BLACKLEDGE: Trace evidence can be very useful, of course. Sometimes, a person will give an alibi and the trace evidence will prove that the alibi just doesn’t pan out. It will prove that the person could not have been where he claimed to have been at the time of the crime. Actually, trace evidence can work both ways: It can help to prove that you are innocent…and it can help to prove that you are lying.

EVIDENCE MAGAZINE: What is in the future for trace evidence?

BLACKLEDGE: I think the role of trace evidence cannot help but grow. Other investigative disciplines are becoming more automated and more routine—and rather uninteresting. For someone who has advanced degrees and likes variety, trace evidence could really be the direction to go. Whether you are an investigator working for a police agency or a scientist working in a crime lab, trace evidence offers a wide range of intellectual challenges.

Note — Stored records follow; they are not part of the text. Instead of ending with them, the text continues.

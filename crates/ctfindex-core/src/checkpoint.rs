//! Sync checkpoint: the scanner's durable position for crash recovery.
//!
//! A single logical row holds the last fully processed block and the running
//! trade total. The scanner advances it only after a batch's trades are
//! committed, so on restart it resumes at `last_block + 1` and at worst
//! re-scans (idempotently) the batch that was in flight.

use std::sync::Arc;

use async_trait::async_trait;
use serde::{Deserialize, Serialize};
use tokio::sync::RwLock;

use crate::error::IndexerError;

/// Blocks behind the head a fresh store starts from.
pub const DEFAULT_INITIAL_OFFSET: u64 = 1000;

/// The persisted sync position.
#[derive(Debug, Clone, Copy, PartialEq, Eq, Serialize, Deserialize)]
pub struct SyncCheckpoint {
    /// Last block whose trades are durably stored.
    pub last_block: u64,
    /// Trades inserted over the store's lifetime.
    pub total_trades: u64,
    /// Unix timestamp of the last update.
    pub updated_at: i64,
}

impl SyncCheckpoint {
    pub fn new(last_block: u64, total_trades: u64) -> Self {
        Self {
            last_block,
            total_trades,
            updated_at: chrono::Utc::now().timestamp(),
        }
    }
}

/// Storage for the single checkpoint row.
///
/// Implemented by `MemoryCheckpointStore` here and by the backends in
/// `ctfindex-storage`.
#[async_trait]
pub trait CheckpointStore: Send + Sync {
    async fn load(&self) -> Result<Option<SyncCheckpoint>, IndexerError>;

    /// Atomically upsert the row.
    async fn save(&self, checkpoint: SyncCheckpoint) -> Result<(), IndexerError>;
}

/// Guards checkpoint reads and writes for one scanner.
pub struct CheckpointManager {
    store: Arc<dyn CheckpointStore>,
    initial_offset: u64,
    cached: Option<SyncCheckpoint>,
}

impl CheckpointManager {
    pub fn new(store: Arc<dyn CheckpointStore>, initial_offset: u64) -> Self {
        Self {
            store,
            initial_offset,
            cached: None,
        }
    }

    /// The last checkpoint read or written through this manager.
    pub fn current(&self) -> Option<SyncCheckpoint> {
        self.cached
    }

    /// Read the stored checkpoint without initialising it.
    pub async fn load(&mut self) -> Result<Option<SyncCheckpoint>, IndexerError> {
        let cp = self.store.load().await?;
        if cp.is_some() {
            self.cached = cp;
        }
        Ok(cp)
    }

    /// Return the checkpoint, creating it on first run at
    /// `current_height - initial_offset` (saturating at 0).
    pub async fn get(&mut self, current_height: u64) -> Result<SyncCheckpoint, IndexerError> {
        if let Some(cp) = self.load().await? {
            return Ok(cp);
        }
        let cp = SyncCheckpoint::new(current_height.saturating_sub(self.initial_offset), 0);
        tracing::info!(
            last_block = cp.last_block,
            current_height,
            initial_offset = self.initial_offset,
            "Initialising sync checkpoint"
        );
        self.store.save(cp).await?;
        self.cached = Some(cp);
        Ok(cp)
    }

    /// Overwrite the checkpoint. Moving `last_block` backwards is rejected.
    pub async fn set(
        &mut self,
        block: u64,
        total_trades: u64,
    ) -> Result<SyncCheckpoint, IndexerError> {
        if let Some(current) = self.existing().await? {
            if block < current.last_block {
                return Err(IndexerError::CheckpointRegression {
                    current: current.last_block,
                    attempted: block,
                });
            }
        }
        self.persist(SyncCheckpoint::new(block, total_trades)).await
    }

    /// Record a committed batch `[from, to]` with `inserted` new trades.
    ///
    /// `last_block` moves to `max(last_block, to)` only when the batch is
    /// contiguous with the checkpoint (`from <= last_block + 1`). A batch that
    /// starts past a gap adds to the total but leaves `last_block` alone, so
    /// the unscanned blocks in between are still picked up on resume.
    /// Re-scanning an older range never moves the checkpoint back.
    pub async fn advance(
        &mut self,
        from: u64,
        to: u64,
        inserted: u64,
    ) -> Result<SyncCheckpoint, IndexerError> {
        let (last_block, total) = match self.existing().await? {
            Some(cp) if from <= cp.last_block.saturating_add(1) => {
                (cp.last_block.max(to), cp.total_trades + inserted)
            }
            Some(cp) => {
                tracing::warn!(
                    from,
                    to,
                    last_block = cp.last_block,
                    "Batch is not contiguous with the checkpoint; keeping last_block"
                );
                (cp.last_block, cp.total_trades + inserted)
            }
            None => (to, inserted),
        };
        self.persist(SyncCheckpoint::new(last_block, total)).await
    }

    async fn existing(&mut self) -> Result<Option<SyncCheckpoint>, IndexerError> {
        match self.cached {
            Some(cp) => Ok(Some(cp)),
            None => self.load().await,
        }
    }

    async fn persist(&mut self, cp: SyncCheckpoint) -> Result<SyncCheckpoint, IndexerError> {
        self.store.save(cp).await?;
        self.cached = Some(cp);
        Ok(cp)
    }
}

// ─── In-memory store ──────────────────────────────────────────────────────────

/// In-memory checkpoint row for tests and ephemeral runs.
#[derive(Default)]
pub struct MemoryCheckpointStore {
    row: RwLock<Option<SyncCheckpoint>>,
}

impl MemoryCheckpointStore {
    pub fn new() -> Self {
        Self::default()
    }
}

#[async_trait]
impl CheckpointStore for MemoryCheckpointStore {
    async fn load(&self) -> Result<Option<SyncCheckpoint>, IndexerError> {
        Ok(*self.row.read().await)
    }

    async fn save(&self, checkpoint: SyncCheckpoint) -> Result<(), IndexerError> {
        *self.row.write().await = Some(checkpoint);
        Ok(())
    }
}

EVIDENCE MAGAZINE: Is there anything new on the horizon?

BLACKLEDGE: Well, there is one thing that I think will become more and more important in the future: stable isotope ratio mass spectrometry or IRMS. For example: Remember the anthrax scare? The white powder? By looking at the stable isotope ratios, they were able to determine that this material did not have a Middle East origin. Instead, it most likely came from the northeastern part of the United States. In doping cases with athletes, they can use the IRMS to look at the carbon-12 to carbon-13 ratio and they can tell whether testosterone from the urine sample was produced in the athlete’s body or whether it came from a source outside the body. I consider that to be an example of trace evidence, even though someone else might say, “No, that is toxicology.” In the future, I expect stable isotope ratio mass spectrometry to become very important in trace evidence.

EVIDENCE MAGAZINE: Does IRMS require expensive equipment?

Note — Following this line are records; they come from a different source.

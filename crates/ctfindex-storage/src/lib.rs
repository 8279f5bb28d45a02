//! ctfindex-storage: storage backends for trades, markets and sync state.
//!
//! Backends:
//! - [`memory`]: in-memory (dev/testing, no persistence)
//! - [`sqlite`]: SQLite via `sqlx` (embedded, single-file persistence, WAL)
//!
//! Both implement `TradeStore`, `MarketLookup` and `CheckpointStore` from
//! `ctfindex-core`.

pub mod memory;

#[cfg(feature = "sqlite")]
pub mod sqlite;

pub use memory::InMemoryStorage;

#[cfg(feature = "sqlite")]
pub use sqlite::SqliteStorage;
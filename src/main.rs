use tracing_subscriber::EnvFilter;

pub mod tui;

fn main() -> anyhow::Result<()> {
    // Logs go to stderr so they can be redirected away from the board.
    tracing_subscriber::fmt()
        .with_env_filter(EnvFilter::from_default_env())
        .with_writer(std::io::stderr)
        .init();

    tui::run()
}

BLACKLEDGE: Well, it requires a very specialized mass spectrometer where you are only looking at several things: carbon-13, carbon-12, oxygen-16, oxygen-18, hydrogen with a mass of one, hydrogen with a mass of two, chlorine, sulfur—and that’s about it. It is very specialized, but this sort of thing is being done routinely by researchers at the university level. I think it is just a matter of time until the FBI will be doing it routinely, along with some of the larger crime labs. It will never be done by smaller crime labs, but it will be something that can be done as a service for the smaller crime labs.

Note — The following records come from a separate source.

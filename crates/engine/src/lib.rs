pub mod config;
pub mod constants;
pub mod drag;
pub mod error;
pub mod game;
pub mod geometry;
pub mod input;
pub mod legal;
pub mod move_gen;
pub mod r#move;
pub mod piece;
pub mod squarelist;
pub mod turn;

#[cfg(test)]
mod tests {
    use std::time::Instant;

    use super::config::Config;
    use super::constants::Color;
    use super::game::Game;
    use super::geometry::{position_of, Square};
    use super::input::MouseSample;

    #[test]
    fn test_make_move() {
        let now = Instant::now();
        let mut game = Game::new(Config::default(), now).unwrap();
        let board = *game.board();
        let from = board.square_center(Square::new(6, 7));
        let to = board.square_center(Square::new(5, 5));

        game.update(&MouseSample::press(from), now);
        game.update(&MouseSample::hold(to), now);
        let outcome = game.update(&MouseSample::release(to), now).unwrap();

        assert!(outcome.is_move());
        let knight = game.pieces().get(outcome.piece()).unwrap();
        assert_eq!(knight.position, position_of(Square::new(5, 5), &board));
        assert_eq!(game.side_to_move(), Color::Black);
    }

    #[test]
    fn test_reset_restores_start() {
        let now = Instant::now();
        let mut game = Game::new(Config::default(), now).unwrap();
        let board = *game.board();
        let from = board.square_center(Square::new(0, 6));
        let to = board.square_center(Square::new(0, 5));
        game.update(&MouseSample::press(from), now);
        game.update(&MouseSample::hold(to), now);
        game.update(&MouseSample::release(to), now);
        assert_eq!(game.side_to_move(), Color::Black);

        game.reset(now);
        assert_eq!(game.side_to_move(), Color::White);
        assert!(game.pieces().piece_at(Square::new(0, 6), &board).is_some());
        assert!(game.pieces().piece_at(Square::new(0, 5), &board).is_none());
    }
}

EVIDENCE MAGAZINE: What would you tell someone who is thinking about a career in forensic science?

BLACKLEDGE: If they were thinking about forensic science as a career or in the early phases of their career, I would ask them to think about what kind of a future they want. So many things can be automated today. Take DNA, for example. Other than the collection of the DNA evidence at the crime scene and the initial preparation of samples for analysis, the DNA analysis part is becoming more and more automated. And that automation probably requires a technician, rather than someone who has a PhD in molecular biology. In the future, most labs will have someone with that degree and they will be in charge of the section. But there won’t be very many others with that type of education. Everyone else will be a technician—and what they do will be very repetitive. To me, it would be like going to work on a factory assembly line. It won’t be very exciting. But trace evidence—by its very nature—defies automation. Why? Because each case is different. Traces are different. Collection methods are different. The way you characterize trace evidence and compare your questioned sample with your known sample... Well, I just don’t see it ever being automated. Some things can be automated, but not trace evidence. To me, that is what is exciting. Every case is a mystery just waiting to be solved.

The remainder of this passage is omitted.